Record excerpts Block Start

use std::sync::Arc;

use shared::{
    domain::{GameOutcome, Guess, SessionToken},
    protocol::GuessResponse,
};
use tracing::{debug, error, info, warn};

use crate::{
    error::GuessError,
    state::{GameEnding, PlayState, SessionState},
    transport::{GameApi, GuessVerdict},
};

#[derive(Debug, Clone, PartialEq)]
pub enum GuessReport {
    /// The game was already over; nothing changed.
    Ignored,
    Continue { guess: Guess, remaining: usize },
    GameOver {
        guess: Option<Guess>,
        ending: GameEnding,
        outcome: GameOutcome,
    },
    /// The game has ended but the answer could not be fetched yet. The next
    /// submission retries the reveal instead of sending a guess.
    RevealPending {
        guess: Option<Guess>,
        ending: GameEnding,
        error: String,
    },
}

/// Decides whether a freshly evaluated guess ends the game.
///
/// `recorded_before` is the history length before this guess was appended and
/// `limit` counts total guesses, so the `limit`-th guess always ends the game.
pub fn end_of_game(recorded_before: usize, is_correct: bool, limit: usize) -> Option<GameEnding> {
    if is_correct {
        Some(GameEnding::Solved)
    } else if recorded_before + 1 >= limit {
        Some(GameEnding::LimitReached)
    } else {
        None
    }
}

/// First step of a submission, decided from the current state alone.
#[derive(Debug, Clone, PartialEq)]
pub enum GuessPlan {
    Ignore,
    /// The game already ended; only the answer still has to be fetched.
    Reveal(GameEnding),
    Send(SessionToken),
}

/// Runs guesses against the service.
///
/// A submission is split into steps so a caller holding shared state can
/// drop its lock around the remote calls: [`plan`](Self::plan), then
/// [`evaluate`](Self::evaluate), [`record`](Self::record), and for a
/// finished game [`reveal`](Self::reveal) followed by
/// [`settle`](Self::settle). [`submit_guess`](Self::submit_guess) chains them
/// for a caller that owns the state outright.
pub struct GuessOrchestrator {
    api: Arc<dyn GameApi>,
    limit: usize,
}

impl GuessOrchestrator {
    pub fn new(api: Arc<dyn GameApi>, limit: usize) -> Self {
        Self {
            api,
            limit: limit.max(1),
        }
    }

    pub fn limit(&self) -> usize {
        self.limit
    }

    pub async fn submit_guess(
        &self,
        session: &SessionState,
        play: &mut PlayState,
        country: &str,
    ) -> Result<GuessReport, GuessError> {
        let token = match self.plan(session, play, country)? {
            GuessPlan::Ignore => return Ok(GuessReport::Ignored),
            GuessPlan::Reveal(ending) => {
                let revealed = self.reveal(ending).await;
                return Ok(self.settle(play, ending, None, revealed));
            }
            GuessPlan::Send(token) => token,
        };

        let response = self.evaluate(&token, country).await?;
        match self.record(play, country, response) {
            Recorded::Continue(report) => Ok(report),
            Recorded::Ended { guess, ending } => {
                let revealed = self.reveal(ending).await;
                Ok(self.settle(play, ending, Some(guess), revealed))
            }
        }
    }

    pub fn plan(
        &self,
        session: &SessionState,
        play: &PlayState,
        country: &str,
    ) -> Result<GuessPlan, GuessError> {
        if play.is_game_over() {
            debug!("guess: ignored after game over country={country}");
            return Ok(GuessPlan::Ignore);
        }
        if let Some(ending) = play.pending_end() {
            debug!("guess: retrying answer reveal instead of submitting country={country}");
            return Ok(GuessPlan::Reveal(ending));
        }
        match session.token().filter(|_| session.is_ready()) {
            Some(token) => Ok(GuessPlan::Send(token.clone())),
            None => Err(GuessError::SessionNotReady),
        }
    }

    /// Sends the guess. Touches no local state.
    pub async fn evaluate(
        &self,
        token: &SessionToken,
        country: &str,
    ) -> Result<GuessResponse, GuessError> {
        let verdict = self
            .api
            .submit_guess(token, country)
            .await
            .map_err(|err| {
                error!("guess: request failed country={country}: {err:#}");
                GuessError::Transport {
                    message: format!("{err:#}"),
                }
            })?;

        match verdict {
            GuessVerdict::Evaluated(response) => Ok(response),
            GuessVerdict::Rejected { status, body } => {
                warn!("guess: rejected country={country} status={status} body={body}");
                Err(GuessError::Rejected {
                    country: country.to_string(),
                    status,
                    body,
                })
            }
        }
    }

    /// Appends an evaluated guess and marks the end of the game when it is
    /// the winning or the last allowed one.
    pub fn record(&self, play: &mut PlayState, country: &str, response: GuessResponse) -> Recorded {
        let recorded_before = play.history().len();
        let is_correct = response.is_correct;
        let guess = response.into_guess(country);
        play.record(guess.clone());
        info!(
            "guess: recorded country={} distance={} direction={} attempt={}/{}",
            guess.country,
            guess.distance,
            guess.direction,
            recorded_before + 1,
            self.limit
        );

        match end_of_game(recorded_before, is_correct, self.limit) {
            None => Recorded::Continue(GuessReport::Continue {
                remaining: self.limit.saturating_sub(play.history().len()),
                guess,
            }),
            Some(ending) => {
                play.begin_end(ending);
                Recorded::Ended { guess, ending }
            }
        }
    }

    /// Fetches the answer. Touches no local state.
    pub async fn reveal(&self, ending: GameEnding) -> Result<GameOutcome, String> {
        self.api.fetch_answer().await.map_err(|err| {
            error!("guess: answer reveal failed ending={ending:?}: {err:#}");
            format!("{err:#}")
        })
    }

    pub fn settle(
        &self,
        play: &mut PlayState,
        ending: GameEnding,
        guess: Option<Guess>,
        revealed: Result<GameOutcome, String>,
    ) -> GuessReport {
        match revealed {
            Ok(outcome) => {
                info!("guess: game over ending={ending:?} answer={}", outcome.answer);
                play.finish(outcome.clone());
                GuessReport::GameOver {
                    guess,
                    ending,
                    outcome,
                }
            }
            Err(error) => GuessReport::RevealPending {
                guess,
                ending,
                error,
            },
        }
    }
}

/// Result of [`GuessOrchestrator::record`].
#[derive(Debug, Clone, PartialEq)]
pub enum Recorded {
    Continue(GuessReport),
    Ended { guess: Guess, ending: GameEnding },
}

#[cfg(test)]
#[path = "tests/orchestrator_tests.rs"]
mod tests;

Record excerpts Block End

In the entries, some lines may contain the word "submission". Give how many do, as a number by itself.

**Reply to the task**
3